Importance Of Pre Planning A Marketing Campaign For Business Marketing Success

How often have you come across a marketing campaign that strikes you as ill-conceived, slightly out of the times, and generally unimportant in the current climate of marketing and consumer spending. They’re everywhere — unlikely intentionally, but they’re certainly a part of our lives. And while these marketing plans much produce some returns — they’d certainly be canceled or at least modified should they not — they don’t truly connect with us like they could.

Part of this is the massive change in marketing that’s going on currently. With the new methods of communication and message spreading made possible by the social web, companies are desperate to hop aboard the train and get their wares out their and in the open. Twitter, Facebook and other sexy companies are taking up the main view in many marketers’ radars, and entire divisions of companies are being created to decide exactly how to make the most of these innovative new social tools.

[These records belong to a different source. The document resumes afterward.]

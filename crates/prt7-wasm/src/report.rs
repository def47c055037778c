//! ホストに返す JSON の組み立て
//!
//! イベントは `type` タグ付きのオブジェクト（camelCase）として配列で返す。
//!
//! ```json
//! [
//!   {"type":"symbolDecoded","original":"H","decoded":"H","text":"H"},
//!   {"type":"rotorRotated","amount":2,"anchor":"C"},
//!   {"type":"messageComplete","sequence":1,"text":"HOLA"},
//!   {"type":"decisionRequired","sequence":1}
//! ]
//! ```

use serde::Serialize;

use prt7_frame::FrameError;
use prt7_session::SessionEvent;

use crate::driver::Driver;
use crate::error::DecoderError;

/// [`SessionEvent`] の JSON 表現
#[derive(Debug, Serialize)]
#[serde(tag = "type", rename_all = "camelCase")]
pub enum EventView<'a> {
    SequenceStarted {
        sequence: u64,
    },
    SymbolDecoded {
        original: char,
        decoded: char,
        text: &'a str,
    },
    RotorRotated {
        amount: i64,
        anchor: char,
    },
    FrameDiscarded {
        /// `load` / `rotate`
        kind: &'static str,
        frame: String,
    },
    LineIgnored,
    LineRejected {
        /// `malformedLoadFrame` / `malformedMapFrame`
        error: &'static str,
        line: &'a str,
        message: String,
    },
    MessageComplete {
        sequence: u64,
        text: &'a str,
    },
    DecisionRequired {
        sequence: u64,
    },
    Terminated,
}

impl<'a> From<&'a SessionEvent> for EventView<'a> {
    fn from(event: &'a SessionEvent) -> Self {
        match event {
            SessionEvent::SequenceStarted { sequence } => EventView::SequenceStarted {
                sequence: *sequence,
            },
            SessionEvent::SymbolDecoded { original, decoded, text } => EventView::SymbolDecoded {
                original: *original,
                decoded: *decoded,
                text,
            },
            SessionEvent::RotorRotated { amount, anchor } => EventView::RotorRotated {
                amount: *amount,
                anchor: *anchor,
            },
            SessionEvent::FrameDiscarded { frame } => EventView::FrameDiscarded {
                kind: if frame.is_load() { "load" } else { "rotate" },
                frame: frame.to_string(),
            },
            SessionEvent::LineIgnored => EventView::LineIgnored,
            SessionEvent::LineRejected(err) => EventView::LineRejected {
                error: error_kind(err),
                line: err.raw_line(),
                message: err.to_string(),
            },
            SessionEvent::MessageComplete { sequence, text } => EventView::MessageComplete {
                sequence: *sequence,
                text,
            },
            SessionEvent::DecisionRequired { sequence } => EventView::DecisionRequired {
                sequence: *sequence,
            },
            SessionEvent::Terminated => EventView::Terminated,
        }
    }
}

fn error_kind(err: &FrameError) -> &'static str {
    match err {
        FrameError::MalformedLoadFrame { .. } => "malformedLoadFrame",
        FrameError::MalformedMapFrame { .. } => "malformedMapFrame",
    }
}

/// イベント列を JSON 配列文字列にする
pub fn events_json(events: &[SessionEvent]) -> Result<String, DecoderError> {
    let views: Vec<EventView<'_>> = events.iter().map(EventView::from).collect();
    serde_json::to_string(&views).map_err(DecoderError::Serialize)
}

/// デコーダー統計情報
#[derive(Debug, Serialize)]
#[serde(rename_all = "camelCase")]
pub struct StatsView {
    pub phase: &'static str,
    pub sequence_index: u64,
    pub frames_in_sequence: u64,
    pub buffer_len: usize,
    pub rotor_offset: usize,
    pub messages_completed: u64,
    pub total_frames: u64,
    pub rejected_lines: u64,
    pub ignored_lines: u64,
    /// 現在のシーケンスで復号したテキスト
    pub current_text: String,
    /// 現在のシーケンスで受信したままのシンボル列
    pub original_text: String,
    /// 継続判断待ちで保留している行数
    pub pending_lines: usize,
    /// 保留上限を超えて捨てた行数
    pub dropped_lines: u64,
    pub total_received_bytes: u64,
    pub total_lines: u64,
    pub total_dropped_bytes: u64,
}

impl StatsView {
    pub fn from_driver(driver: &Driver) -> Self {
        let session = driver.session().stats();
        let buffer = driver.session().buffer();
        let assembler = driver.assembler();
        StatsView {
            phase: session.phase.name(),
            sequence_index: session.sequence_index,
            frames_in_sequence: session.frames_in_sequence,
            buffer_len: session.buffer_len,
            rotor_offset: session.rotor_offset,
            messages_completed: session.messages_completed,
            total_frames: session.total_frames,
            rejected_lines: session.rejected_lines,
            ignored_lines: session.ignored_lines,
            current_text: buffer.decoded_text(),
            original_text: buffer.original_text(),
            pending_lines: driver.pending_lines(),
            dropped_lines: driver.dropped_lines(),
            total_received_bytes: assembler.total_received_bytes(),
            total_lines: assembler.total_lines(),
            total_dropped_bytes: assembler.total_dropped_bytes(),
        }
    }
}

/// 統計情報を JSON オブジェクト文字列にする
pub fn stats_json(driver: &Driver) -> Result<String, DecoderError> {
    serde_json::to_string(&StatsView::from_driver(driver)).map_err(DecoderError::Serialize)
}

The thing is, they’re often poorly planned out. Especially amongst affiliate marketers, the propensity for completely inane and improper social media use is sky-high, and considered a common sense part of our marketing efforts. While it undoubtedly brings around results, much like the relatively poor TV ads of yesteryear, those results are hard to measure in a relative field. How much did your social media campaign really cost you? Not just in terms of cost, since the barrier to enter social media realms is very low, but in terms of the time cost and effort expenditure.

For affiliate marketers, we need to pre-plan our strategies and work around relative results, not just results alone. Opportunity cost should be a huge concern for affiliate marketers, especially if you’re paying other people to work for you. Which metrics bring in the most value and stomp on all the others? Those are the metrics that should be focused on, not those that have the most sex appeal and the greatest amount of attention in the public world.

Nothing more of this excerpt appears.